Framed in black, the pieces of a pink shirt previously worn by Architect John Miller seem to float weightlessly within AWPCYW’s composition, forming visual sculptures – into bodies that, like a tension-filled structure, pile up the sum of their parts in an act of quiet balance into almost impossible layers of monochrome forms that, surrounded by white, almost entirely renounce their place within an architectural narrative. Only the concrete forms of their reverse sides offer a fleeting reference here to the relationship that the selected fabrics once had with a specific building – in this case, Miller’s Pillwood House in Cornwall – a reference that can only be deciphered within the context of the underlying quilt series, pointing us, as if in silhouette, beyond the boundaries of the visible. Here we see the emblematic remnants of a formal reduction, whose structural details are sewn into the quilts like a drawing.
Image-like bodies, which explore the dense interplay of positive and negative spatial fields open up softly. Their language now entirely determines form and expression and communicates a different, sculptural way of seeing – a process in which, as if in an echo, the parts of two Indian cotton shirts shift into the complex fabric of mirroring abstract image surfaces. Silhouettes of full and empty bodies sensitively explore the roles and traits the shirt’s wearers – two female architects – Annabelle Harty’s mother and Mary Stirling.

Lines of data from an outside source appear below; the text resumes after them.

//! Descriptor set management for shader resource binding.
//!
//! - [`DescriptorSetLayout`] defines the layout of shader bindings
//! - [`DescriptorPool`] allocates descriptor sets, with a non-failing
//!   [`DescriptorPool::try_allocate`] for callers that grow on exhaustion
//! - Free functions write buffers and images into sets

use std::sync::Arc;

use ash::vk;
use tracing::debug;

use crate::device::Device;
use crate::error::RhiResult;

/// Descriptor set layout wrapper.
pub struct DescriptorSetLayout {
    device: Arc<Device>,
    layout: vk::DescriptorSetLayout,
    /// Descriptor counts per type, used to size pools.
    counts: Vec<(vk::DescriptorType, u32)>,
}

impl DescriptorSetLayout {
    pub fn new(
        device: Arc<Device>,
        bindings: &[vk::DescriptorSetLayoutBinding<'_>],
    ) -> RhiResult<Self> {
        let create_info = vk::DescriptorSetLayoutCreateInfo::default().bindings(bindings);

        let layout = unsafe {
            device
                .handle()
                .create_descriptor_set_layout(&create_info, None)?
        };

        debug!(
            "Created descriptor set layout with {} binding(s)",
            bindings.len()
        );

        Ok(Self {
            device,
            layout,
            counts: descriptor_counts(bindings),
        })
    }

    #[inline]
    pub fn handle(&self) -> vk::DescriptorSetLayout {
        self.layout
    }

    /// Pool sizes able to hold `sets` sets of this layout.
    pub fn pool_sizes(&self, sets: u32) -> Vec<vk::DescriptorPoolSize> {
        self.counts
            .iter()
            .map(|&(ty, count)| {
                vk::DescriptorPoolSize::default()
                    .ty(ty)
                    .descriptor_count(count * sets)
            })
            .collect()
    }
}

impl Drop for DescriptorSetLayout {
    fn drop(&mut self) {
        unsafe {
            self.device
                .handle()
                .destroy_descriptor_set_layout(self.layout, None);
        }
        debug!("Destroyed descriptor set layout");
    }
}

/// Sums descriptor counts per type, preserving first-seen order.
fn descriptor_counts(
    bindings: &[vk::DescriptorSetLayoutBinding<'_>],
) -> Vec<(vk::DescriptorType, u32)> {
    let mut counts: Vec<(vk::DescriptorType, u32)> = Vec::new();
    for binding in bindings {
        match counts
            .iter_mut()
            .find(|(ty, _)| *ty == binding.descriptor_type)
        {
            Some((_, count)) => *count += binding.descriptor_count,
            None => counts.push((binding.descriptor_type, binding.descriptor_count)),
        }
    }
    counts
}

/// Descriptor pool wrapper.
///
/// Sets are never freed individually; a pool is reset or dropped as a whole.
pub struct DescriptorPool {
    device: Arc<Device>,
    pool: vk::DescriptorPool,
    max_sets: u32,
}

impl DescriptorPool {
    pub fn new(
        device: Arc<Device>,
        max_sets: u32,
        pool_sizes: &[vk::DescriptorPoolSize],
    ) -> RhiResult<Self> {
        let create_info = vk::DescriptorPoolCreateInfo::default()
            .max_sets(max_sets)
            .pool_sizes(pool_sizes);

        let pool = unsafe { device.handle().create_descriptor_pool(&create_info, None)? };

        debug!(
            "Created descriptor pool: max_sets={}, pool_sizes={}",
            max_sets,
            pool_sizes.len()
        );

        Ok(Self {
            device,
            pool,
            max_sets,
        })
    }

    /// Creates a pool sized for `max_sets` sets of `layout`.
    pub fn for_layout(
        device: Arc<Device>,
        layout: &DescriptorSetLayout,
        max_sets: u32,
    ) -> RhiResult<Self> {
        Self::new(device, max_sets, &layout.pool_sizes(max_sets))
    }

    /// Allocates one set per layout.
    ///
    /// # Errors
    ///
    /// Any failure, including pool exhaustion, is an error.
    pub fn allocate(
        &self,
        layouts: &[vk::DescriptorSetLayout],
    ) -> RhiResult<Vec<vk::DescriptorSet>> {
        let alloc_info = vk::DescriptorSetAllocateInfo::default()
            .descriptor_pool(self.pool)
            .set_layouts(layouts);

        let sets = unsafe { self.device.handle().allocate_descriptor_sets(&alloc_info)? };

        debug!("Allocated {} descriptor set(s)", sets.len());

        Ok(sets)
    }

    /// Allocates one set per layout in a single call, returning `Ok(None)`
    /// when the pool is out of space.
    ///
    /// The call is all-or-nothing: on `None` no set was taken from the pool.
    pub fn try_allocate(
        &self,
        layouts: &[vk::DescriptorSetLayout],
    ) -> RhiResult<Option<Vec<vk::DescriptorSet>>> {
        let alloc_info = vk::DescriptorSetAllocateInfo::default()
            .descriptor_pool(self.pool)
            .set_layouts(layouts);

        match unsafe { self.device.handle().allocate_descriptor_sets(&alloc_info) } {
            Ok(sets) => Ok(Some(sets)),
            Err(vk::Result::ERROR_OUT_OF_POOL_MEMORY | vk::Result::ERROR_FRAGMENTED_POOL) => {
                Ok(None)
            }
            Err(e) => Err(e.into()),
        }
    }

    /// Returns every set to the pool. No set may be in use by the GPU.
    pub fn reset(&self) -> RhiResult<()> {
        unsafe {
            self.device
                .handle()
                .reset_descriptor_pool(self.pool, vk::DescriptorPoolResetFlags::empty())?;
        }
        debug!("Reset descriptor pool");
        Ok(())
    }

    #[inline]
    pub fn handle(&self) -> vk::DescriptorPool {
        self.pool
    }

    #[inline]
    pub fn max_sets(&self) -> u32 {
        self.max_sets
    }
}

impl Drop for DescriptorPool {
    fn drop(&mut self) {
        unsafe {
            self.device
                .handle()
                .destroy_descriptor_pool(self.pool, None);
        }
        debug!("Destroyed descriptor pool");
    }
}

/// Writes a uniform buffer range into `binding` of `set`.
pub fn write_uniform_buffer(
    device: &Device,
    set: vk::DescriptorSet,
    binding: u32,
    buffer: vk::Buffer,
    offset: vk::DeviceSize,
    range: vk::DeviceSize,
) {
    let infos = [vk::DescriptorBufferInfo::default()
        .buffer(buffer)
        .offset(offset)
        .range(range)];
    let write = vk::WriteDescriptorSet::default()
        .dst_set(set)
        .dst_binding(binding)
        .descriptor_type(vk::DescriptorType::UNIFORM_BUFFER)
        .buffer_info(&infos);

    unsafe {
        device.handle().update_descriptor_sets(&[write], &[]);
    }
}

/// Writes combined image samplers into consecutive bindings starting at 0.
pub fn write_combined_images(
    device: &Device,
    set: vk::DescriptorSet,
    images: &[vk::DescriptorImageInfo],
) {
    if images.is_empty() {
        return;
    }

    let writes: Vec<vk::WriteDescriptorSet> = images
        .iter()
        .enumerate()
        .map(|(binding, info)| {
            vk::WriteDescriptorSet::default()
                .dst_set(set)
                .dst_binding(binding as u32)
                .descriptor_type(vk::DescriptorType::COMBINED_IMAGE_SAMPLER)
                .image_info(std::slice::from_ref(info))
        })
        .collect();

    unsafe {
        device.handle().update_descriptor_sets(&writes, &[]);
    }
}

/// Creates a sampled image descriptor.
#[inline]
pub fn image_info(
    sampler: vk::Sampler,
    image_view: vk::ImageView,
    image_layout: vk::ImageLayout,
) -> vk::DescriptorImageInfo {
    vk::DescriptorImageInfo::default()
        .sampler(sampler)
        .image_view(image_view)
        .image_layout(image_layout)
}

/// Shorthand constructors for layout bindings.
pub struct DescriptorBindingBuilder;

impl DescriptorBindingBuilder {
    #[inline]
    pub fn uniform_buffer(
        binding: u32,
        stage_flags: vk::ShaderStageFlags,
    ) -> vk::DescriptorSetLayoutBinding<'static> {
        vk::DescriptorSetLayoutBinding::default()
            .binding(binding)
            .descriptor_type(vk::DescriptorType::UNIFORM_BUFFER)
            .descriptor_count(1)
            .stage_flags(stage_flags)
    }

    #[inline]
    pub fn combined_image_sampler(
        binding: u32,
        stage_flags: vk::ShaderStageFlags,
    ) -> vk::DescriptorSetLayoutBinding<'static> {
        vk::DescriptorSetLayoutBinding::default()
            .binding(binding)
            .descriptor_type(vk::DescriptorType::COMBINED_IMAGE_SAMPLER)
            .descriptor_count(1)
            .stage_flags(stage_flags)
    }

    /// `count` consecutive fragment-stage samplers starting at binding 0.
    pub fn fragment_samplers(count: u32) -> Vec<vk::DescriptorSetLayoutBinding<'static>> {
        (0..count)
            .map(|binding| Self::combined_image_sampler(binding, vk::ShaderStageFlags::FRAGMENT))
            .collect()
    }
}

#[cfg(test)]
mod tests {
    use super::*;

    #[test]
    fn test_uniform_buffer_binding() {
        let binding = DescriptorBindingBuilder::uniform_buffer(0, vk::ShaderStageFlags::VERTEX);
        assert_eq!(binding.binding, 0);
        assert_eq!(binding.descriptor_type, vk::DescriptorType::UNIFORM_BUFFER);
        assert_eq!(binding.descriptor_count, 1);
        assert_eq!(binding.stage_flags, vk::ShaderStageFlags::VERTEX);
    }

    #[test]
    fn test_fragment_samplers_are_consecutive() {
        let bindings = DescriptorBindingBuilder::fragment_samplers(3);
        let indices: Vec<u32> = bindings.iter().map(|b| b.binding).collect();
        assert_eq!(indices, vec![0, 1, 2]);
        assert!(
            bindings
                .iter()
                .all(|b| b.descriptor_type == vk::DescriptorType::COMBINED_IMAGE_SAMPLER)
        );
    }

    #[test]
    fn test_descriptor_counts_merge_by_type() {
        let mut bindings = vec![DescriptorBindingBuilder::uniform_buffer(
            0,
            vk::ShaderStageFlags::FRAGMENT,
        )];
        bindings.extend(DescriptorBindingBuilder::fragment_samplers(3));
        let counts = descriptor_counts(&bindings);
        assert_eq!(
            counts,
            vec![
                (vk::DescriptorType::UNIFORM_BUFFER, 1),
                (vk::DescriptorType::COMBINED_IMAGE_SAMPLER, 3),
            ]
        );
    }
}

Using three works based on a blue jacket belonging to chef Fergus Henderson, AWPCYW examine the status and nature of their own quilting process. The boundaries of the textile constructions shift once more and, drawing on the heavily solarised fragments of the worn jacket, they transform Henderson’s portrait into the depths of three-dimensional form, somewhere between relief and collage. Held together solely by the quilting stitches, these works, presented as wall pieces, engage in dialogue with the freely suspended quilts to present the different, now expanding, textile language of Arrange Whatever Pieces Come Your Way. One that sublimely questions the status and quality of the quilts in a dialogue between functional object and artwork through the language of textile communication, allowing the form of the referred person to be legible as an intimate portrait, much like a room within the dense structure of textile architecture, one that, drawing on the question ‘Do you read me?’ from Kubrick’s fictional narrative, reformulates the questions of visibility and communication within the limits of the used clothes.